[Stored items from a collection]
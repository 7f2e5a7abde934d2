use crate::types::filter::City;
use serde::Deserialize;
use std::collections::HashMap;
use std::path::{Path, PathBuf};

#[derive(Debug, Deserialize)]
#[serde(tag = "version")]
pub enum Config {
    #[serde(rename = "1")]
    Version1 {
        #[serde(default)]
        data_dir: Option<PathBuf>,
        #[serde(default)]
        cities: HashMap<City, PathBuf>,
    }
}

/// Immutable mapping from city to the CSV file holding its trips.
#[derive(Debug, Clone)]
pub struct CitySources {
    data_dir: PathBuf,
    files: HashMap<City, PathBuf>,
}

impl CitySources {
    /// Cities without an entry in `files` fall back to their default file name. Relative paths
    /// are resolved against `data_dir`.
    pub fn new(data_dir: PathBuf, files: HashMap<City, PathBuf>) -> Self {
        Self { data_dir, files }
    }

    pub fn data_dir(&self) -> &Path {
        &self.data_dir
    }

    pub fn path_for(&self, city: City) -> PathBuf {
        match self.files.get(&city) {
            Some(file) => self.data_dir.join(file),
            None => self.data_dir.join(city.default_file_name()),
        }
    }
}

§ **WHAT IS NEEDED**
One number is all the reply should hold: how many lines in these records include the word "derive".

§ **SOLUTION TO THIS PROBLEM**
2